━━━ DATA SUPPLIED

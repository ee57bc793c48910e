use std::sync::Arc;

use crate::animator::ring_animator::RingAnimator;
use crate::display::display::StepDisplay;
use crate::error::SequencerError;
use crate::messages::{PlaybackState, SequencerCommand, TransportStatus};
use crate::preset::preset::StepSet;
use crate::preset::preset_library::PresetTable;
use crate::rhythm::rhythm::Tempo;
use crate::voice::voice::Voice;

/// Number of steps in every row.
pub const STEP_COUNT: usize = 16;

/// Owns one [`RingAnimator`] per voice and fans transport commands out to
/// them.
pub struct SequencerRegistry {
    presets: PresetTable,
    selected_preset: usize,
    tempo: Tempo,
    playback_state: PlaybackState,
    /// Indexed by [`Voice::index`].
    animators: Vec<RingAnimator>,
}

impl SequencerRegistry {
    /// Build every row from `presets[initial_preset]` and draw it.
    pub fn new(
        presets: PresetTable,
        initial_preset: usize,
        initial_tempo: f64,
        display: Arc<dyn StepDisplay>,
    ) -> Result<Self, SequencerError> {
        presets.validate(STEP_COUNT)?;
        let tempo = Tempo::new(initial_tempo)?;
        let pattern = presets.require(initial_preset)?;

        let animators = Voice::ALL
            .iter()
            .map(|&voice| {
                let steps = pattern.steps_for(voice).cloned().unwrap_or_default();
                RingAnimator::new(
                    voice,
                    STEP_COUNT,
                    tempo,
                    steps,
                    voice.render_mode(),
                    Arc::clone(&display),
                )
            })
            .collect::<Result<Vec<_>, _>>()?;

        log::info!(
            "Sequencer registry ready: {} voices, preset '{}', {}",
            animators.len(),
            pattern.name,
            tempo
        );

        Ok(Self {
            presets,
            selected_preset: initial_preset,
            tempo,
            playback_state: PlaybackState::Stopped,
            animators,
        })
    }

    /// Start every voice, in [`Voice::ALL`] order.
    pub fn play_all(&mut self) {
        for animator in &self.animators {
            animator.start();
        }
        self.playback_state = PlaybackState::Playing;
    }

    /// Stop every voice.
    pub fn stop_all(&mut self) {
        for animator in &self.animators {
            animator.stop();
        }
        self.playback_state = PlaybackState::Stopped;
    }

    /// Store a new tempo on every voice; it takes effect on the next play.
    pub fn set_global_tempo(&mut self, bpm: f64) -> Result<(), SequencerError> {
        let tempo = Tempo::new(bpm)?;
        for animator in &self.animators {
            animator.set_tempo(tempo);
        }
        self.tempo = tempo;
        log::info!("Tempo set to {}", tempo);
        Ok(())
    }

    /// Swap every drum voice to the steps of preset `index`. The timer row
    /// is left alone.
    ///
    /// If any voice fails, the voices already swapped are put back on their
    /// previous steps and the error is returned.
    pub fn select_preset(&mut self, index: usize) -> Result<(), SequencerError> {
        let pattern = self.presets.require(index)?;

        let mut applied: Vec<(&RingAnimator, StepSet)> = Vec::new();
        for animator in &self.animators {
            let Some(steps) = pattern.steps_for(animator.voice()) else {
                continue;
            };
            let previous = animator.steps();
            if let Err(e) = animator.set_active_steps(steps.clone()) {
                log::error!("Failed to apply preset to {}: {}", animator.voice(), e);
                for (animator, previous) in applied.into_iter().rev() {
                    if let Err(restore) = animator.set_active_steps(previous) {
                        log::error!("Failed to restore {}: {}", animator.voice(), restore);
                    }
                }
                return Err(e);
            }
            applied.push((animator, previous));
        }

        log::info!("Selected preset {} '{}'", index, pattern.name);
        self.selected_preset = index;
        Ok(())
    }

    /// Apply a UI command. Tempo edits are refused while playing.
    pub fn handle_command(&mut self, command: SequencerCommand) -> Result<(), SequencerError> {
        match command {
            SequencerCommand::Play => self.play_all(),
            SequencerCommand::Stop => self.stop_all(),
            SequencerCommand::SetTempo(bpm) => {
                self.ensure_tempo_editable()?;
                self.set_global_tempo(bpm)?;
            }
            SequencerCommand::NudgeTempo(delta) => {
                self.ensure_tempo_editable()?;
                let tempo = self.tempo.nudged(delta);
                self.set_global_tempo(tempo.bpm())?;
            }
            SequencerCommand::SelectPreset(index) => self.select_preset(index)?,
        }
        Ok(())
    }

    fn ensure_tempo_editable(&self) -> Result<(), SequencerError> {
        if self.playback_state.is_playing() {
            return Err(SequencerError::TempoLocked);
        }
        Ok(())
    }

    pub fn is_playing(&self) -> bool {
        self.playback_state.is_playing()
    }

    pub fn tempo(&self) -> Tempo {
        self.tempo
    }

    pub fn selected_preset(&self) -> usize {
        self.selected_preset
    }

    pub fn presets(&self) -> &PresetTable {
        &self.presets
    }

    pub fn animator(&self, voice: Voice) -> &RingAnimator {
        &self.animators[voice.index()]
    }

    pub fn animators(&self) -> impl Iterator<Item = &RingAnimator> {
        self.animators.iter()
    }

    /// Steps currently shown for a voice.
    pub fn steps(&self, voice: Voice) -> StepSet {
        self.animator(voice).steps()
    }

    pub fn status(&self) -> TransportStatus {
        TransportStatus {
            playback_state: self.playback_state,
            tempo: self.tempo,
            preset_index: self.selected_preset,
            preset_name: self
                .presets
                .get(self.selected_preset)
                .map(|p| p.name.clone())
                .unwrap_or_default(),
            preset_count: self.presets.len(),
        }
    }
}

#[cfg(test)]
mod tests {
    use std::sync::atomic::{AtomicBool, Ordering};
    use std::time::Duration;

    use tokio::time::sleep;

    use super::*;
    use crate::display::display::RenderMode;
    use crate::display::grid::GridDisplay;
    use crate::error::DisplayFault;

    fn make_registry() -> (SequencerRegistry, Arc<GridDisplay>) {
        let grid = Arc::new(GridDisplay::new());
        let registry =
            SequencerRegistry::new(PresetTable::builtin(), 0, 120.0, grid.clone()).unwrap();
        (registry, grid)
    }

    #[tokio::test(start_paused = true)]
    async fn test_initial_rows() {
        let (registry, grid) = make_registry();

        assert_eq!(grid.marked(Voice::Kick), vec![0, 4, 8, 12]);
        assert_eq!(grid.marked(Voice::Snare), vec![4, 12]);
        assert_eq!(grid.marked(Voice::OpenHat), vec![2, 6, 10, 14]);
        assert_eq!(grid.marked(Voice::ClosedHat), vec![0, 4, 8, 12]);
        assert_eq!(grid.marked(Voice::Timer).len(), STEP_COUNT);
        assert!(!registry.is_playing());
        assert_eq!(registry.animators().count(), Voice::COUNT);
    }

    #[tokio::test(start_paused = true)]
    async fn test_invalid_construction() {
        let grid = Arc::new(GridDisplay::new());
        assert!(matches!(
            SequencerRegistry::new(PresetTable::builtin(), 3, 120.0, grid.clone()),
            Err(SequencerError::OutOfRange { what: "preset", .. })
        ));
        assert!(matches!(
            SequencerRegistry::new(PresetTable::builtin(), 0, 0.0, grid),
            Err(SequencerError::Configuration(_))
        ));
    }

    #[tokio::test(start_paused = true)]
    async fn test_play_and_stop_all() {
        let (mut registry, grid) = make_registry();
        registry.play_all();
        assert!(registry.is_playing());
        assert!(registry.animators().all(RingAnimator::is_running));

        sleep(Duration::from_millis(375)).await;
        for voice in Voice::ALL {
            assert_eq!(grid.highlighted(voice), vec![0]);
        }

        registry.stop_all();
        assert!(!registry.is_playing());
        for voice in Voice::ALL {
            assert!(grid.highlighted(voice).is_empty());
            assert!(!registry.animator(voice).is_running());
        }
    }

    #[tokio::test(start_paused = true)]
    async fn test_select_preset() {
        let (mut registry, grid) = make_registry();
        let timer_before = grid.snapshot(Voice::Timer);

        registry.select_preset(1).unwrap();

        assert_eq!(grid.marked(Voice::Kick), vec![0, 10]);
        assert_eq!(grid.marked(Voice::Snare), vec![4, 12]);
        assert_eq!(
            grid.marked(Voice::OpenHat),
            vec![0, 2, 4, 5, 8, 9, 10, 11, 13]
        );
        assert_eq!(grid.marked(Voice::ClosedHat), vec![7, 15]);
        assert_eq!(grid.snapshot(Voice::Timer), timer_before);
        assert_eq!(registry.selected_preset(), 1);
        assert_eq!(registry.status().preset_name, "Broken Beat");
    }

    #[tokio::test(start_paused = true)]
    async fn test_select_preset_out_of_range() {
        let (mut registry, grid) = make_registry();
        let result = registry.select_preset(7);

        assert!(matches!(
            result,
            Err(SequencerError::OutOfRange {
                what: "preset",
                index: 7,
                len: 3
            })
        ));
        assert_eq!(registry.selected_preset(), 0);
        assert_eq!(grid.marked(Voice::Kick), vec![0, 4, 8, 12]);
    }

    /// Grid that refuses one static redraw of a chosen voice.
    struct FailingRow {
        grid: GridDisplay,
        voice: Voice,
        armed: AtomicBool,
    }

    impl StepDisplay for FailingRow {
        fn render_static(
            &self,
            voice: Voice,
            ring_length: usize,
            mode: RenderMode,
            steps: &StepSet,
        ) -> Result<(), DisplayFault> {
            if voice == self.voice && self.armed.swap(false, Ordering::SeqCst) {
                return Err(DisplayFault::new(voice, "row unavailable"));
            }
            self.grid.render_static(voice, ring_length, mode, steps)
        }

        fn set_cursor_highlight(
            &self,
            voice: Voice,
            index: usize,
            on: bool,
        ) -> Result<(), DisplayFault> {
            self.grid.set_cursor_highlight(voice, index, on)
        }
    }

    fn assert_first_preset(grid: &GridDisplay) {
        assert_eq!(grid.marked(Voice::Kick), vec![0, 4, 8, 12]);
        assert_eq!(grid.marked(Voice::Snare), vec![4, 12]);
        assert_eq!(grid.marked(Voice::OpenHat), vec![2, 6, 10, 14]);
        assert_eq!(grid.marked(Voice::ClosedHat), vec![0, 4, 8, 12]);
    }

    #[tokio::test(start_paused = true)]
    async fn test_select_preset_display_fault_keeps_rows() {
        let (mut registry, grid) = make_registry();

        grid.inject_faults(1);
        let result = registry.select_preset(1);

        assert!(matches!(result, Err(SequencerError::Display(_))));
        assert_eq!(registry.selected_preset(), 0);
        assert_eq!(registry.status().preset_name, "Four on the Floor");
        assert_first_preset(&grid);
        assert_eq!(registry.steps(Voice::ClosedHat), StepSet::from([0, 4, 8, 12]));
    }

    #[tokio::test(start_paused = true)]
    async fn test_select_preset_rolls_back_swapped_voices() {
        let display = Arc::new(FailingRow {
            grid: GridDisplay::new(),
            voice: Voice::ClosedHat,
            armed: AtomicBool::new(false),
        });
        let mut registry =
            SequencerRegistry::new(PresetTable::builtin(), 0, 120.0, display.clone()).unwrap();

        display.armed.store(true, Ordering::SeqCst);
        let result = registry.select_preset(1);

        assert!(matches!(
            result,
            Err(SequencerError::Display(DisplayFault {
                voice: Voice::ClosedHat,
                ..
            }))
        ));
        assert_eq!(registry.selected_preset(), 0);
        assert_first_preset(&display.grid);
        let first = registry.presets().get(0).unwrap().clone();
        for voice in [Voice::Kick, Voice::Snare, Voice::OpenHat] {
            assert_eq!(Some(&registry.steps(voice)), first.steps_for(voice));
        }

        // The row recovers on the next attempt
        registry.select_preset(1).unwrap();
        assert_eq!(display.grid.marked(Voice::ClosedHat), vec![7, 15]);
    }

    #[tokio::test(start_paused = true)]
    async fn test_global_tempo() {
        let (mut registry, _grid) = make_registry();
        registry.set_global_tempo(90.0).unwrap();

        assert_eq!(registry.tempo().bpm(), 90.0);
        for animator in registry.animators() {
            assert_eq!(animator.tempo().bpm(), 90.0);
        }
        assert!(registry.set_global_tempo(-1.0).is_err());
        assert_eq!(registry.tempo().bpm(), 90.0);
    }

    #[tokio::test(start_paused = true)]
    async fn test_commands_lock_tempo_while_playing() {
        let (mut registry, _grid) = make_registry();

        registry.handle_command(SequencerCommand::Play).unwrap();
        assert!(matches!(
            registry.handle_command(SequencerCommand::SetTempo(100.0)),
            Err(SequencerError::TempoLocked)
        ));
        assert!(matches!(
            registry.handle_command(SequencerCommand::NudgeTempo(5.0)),
            Err(SequencerError::TempoLocked)
        ));
        assert_eq!(registry.tempo().bpm(), 120.0);

        registry.handle_command(SequencerCommand::Stop).unwrap();
        registry
            .handle_command(SequencerCommand::NudgeTempo(5.0))
            .unwrap();
        assert_eq!(registry.tempo().bpm(), 125.0);
        registry
            .handle_command(SequencerCommand::SetTempo(140.0))
            .unwrap();
        assert_eq!(registry.tempo().bpm(), 140.0);
    }

    #[tokio::test(start_paused = true)]
    async fn test_preset_change_while_playing() {
        let (mut registry, grid) = make_registry();
        registry.play_all();
        sleep(Duration::from_millis(875)).await;

        registry
            .handle_command(SequencerCommand::SelectPreset(2))
            .unwrap();
        assert_eq!(grid.marked(Voice::Kick), vec![0, 3, 7, 8, 10, 15]);
        assert_eq!(grid.highlighted(Voice::Kick), vec![2]);
        assert!(registry.is_playing());
    }
}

━━━━━━

## EXERCISE DIRECTIONS:
In the entries, how many lines include the string "restore"? Only the number should be given.

## WRITTEN RESPONSE:
2